Intensive CDP therapy involves MLLB [72
]. Twelve hours per day is a sufficient duration to apply bandaging [78
]. NMLB may also significantly reduce both swelling and swelling-related symptoms [79
]. Newly developed intensive therapy regimens also involve APCDs, which offers several approaches to managing lower extremity swelling, producing a gentle, wave-like application of pressure as the chambers sequentially inflate and deflate [83
]. Of note, the new channels inflate proximally, enabling the moved fluid to be absorbed in areas such as the upper thigh, hip and lumbar region [84
]. The earlier such treatments are started, the better the effect on reducing edema.

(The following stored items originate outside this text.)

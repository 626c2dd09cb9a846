// SPDX-FileCopyrightText: 2026 SchedCC Contributors
//
// SPDX-License-Identifier: Apache-2.0

//! Temporary directory management for integration tests.

use std::path::{Path, PathBuf};

use tempfile::TempDir;
use tokio::fs;

/// A temporary directory holding datasets and exports.
///
/// Removed with all its content when dropped.
#[derive(Debug)]
pub struct TempDataDir {
    dir: TempDir,
}

impl TempDataDir {
    /// Creates a new temporary directory.
    ///
    /// # Errors
    ///
    /// Returns an error if directory creation fails.
    pub fn new() -> Result<Self, Box<dyn std::error::Error>> {
        Ok(Self {
            dir: tempfile::tempdir()?,
        })
    }

    #[must_use]
    pub fn path(&self) -> &Path {
        self.dir.path()
    }

    /// Writes a JSON dataset made of the given entries.
    ///
    /// # Errors
    ///
    /// Returns an error if file writing fails.
    pub async fn write_dataset(
        &self,
        name: &str,
        entries: &[String],
    ) -> Result<PathBuf, Box<dyn std::error::Error>> {
        let path = self.dir.path().join(name);
        fs::write(&path, format!("[{}]", entries.join(",\n"))).await?;
        Ok(path)
    }
}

LVA procedures for stages 1–2 patients have been developed in recent years. Regarding its indication, this microsurgical procedure may be considered for patients who are refractory to conservative treatment. LVA can be performed if some portions of the peripheral collecting lymphatics remain patent and partially drain tissue edema fluid [92
]. Lymphatic obstruction is more likely with LVEEA than with LVSEA. Therefore, when LVA is performed, LVSEA is principally recommended [95
At stage 2-3, VLNT is useful for lymphedema treatment [100
]. VLNT is thought that transplanted lymph nodes reduce lymphedema by venous shunting and stimulating lymphangiogenesis [100
]. In cases of lymphatic elephantiasis, liposuction or surgical excision is performed to reduce the excess limb volume. LVA and VLNT are said to prevent fluid reaccumulation and reduce the need for compression garment use after liposuction has removed the solid component of the lymphedema [112
]. Regarding surgical excision, the combination of the modified Charles procedure with vascularized transfer of the lymph node flap is effective [115
These ingenious approaches can reduce leg swelling and pain and maintain the QOL of afflicted patients. However, such techniques are limited as treatments because they cannot cure lymphedema completely. Thus, the most important point is preventing the occurrence of secondary lymphedema altogether. After gynecologic cancer surgery or radiation therapy, patients must diligently conduct skin care, weight control, gentle limb exercises, avoidance of the sun and heat and elevation of the affected leg in order to prevent the start of abnormal leg lymph flow [119
]. Furthermore, to prevent lymphedema, the American Cancer Society also suggests that patients ‘Get regular medical check-ups,’ ‘Report any changes to your doctor,’ ‘Try to get and/or stay at a healthy weight,’ ‘Do exercise (Using your muscle also helps the lymph fluid drain like it should,)’ ‘Try to avoid infections, burns, and injuries,’ ‘Try to avoid constriction of the leg,’ ‘Be aware of cellulitis,’ and ‘wear compression garments on long or frequent air travel’ [120
Using preventive methods, we must prevent progression to lymphedema. The above-mentioned risk-reducing behaviors should help to reduce the production of lymph, which is directly proportional to the blood flow, and minimize blockage of lymph transport means [121
]. Sun, heat, infections and injuries increase blood flow and thus lymph production in the leg, while sitting for long periods and compression garments may result in obstruction to lymph flow [121
The duration of the stage 0 (or 1a) period, which refers to a latent or subclinical condition, is thought to be months or years [37
]. The average time from gynecologic cancer treatment to the development of symptomatic lymphedema was reported to be 4.75 years [123
]. After that, the condition progresses to advanced stages over time. Patients and physician need to be aware of this potential long-term iatrogenic complication in order to avoid a delay in the diagnosis and administration of therapy.
Medical teams should be concerned with not only curing gynecologic cancer cures but also preventing and managing side effects as early as possible. We should instruct our teams on preventive methods more carefully and eagerly.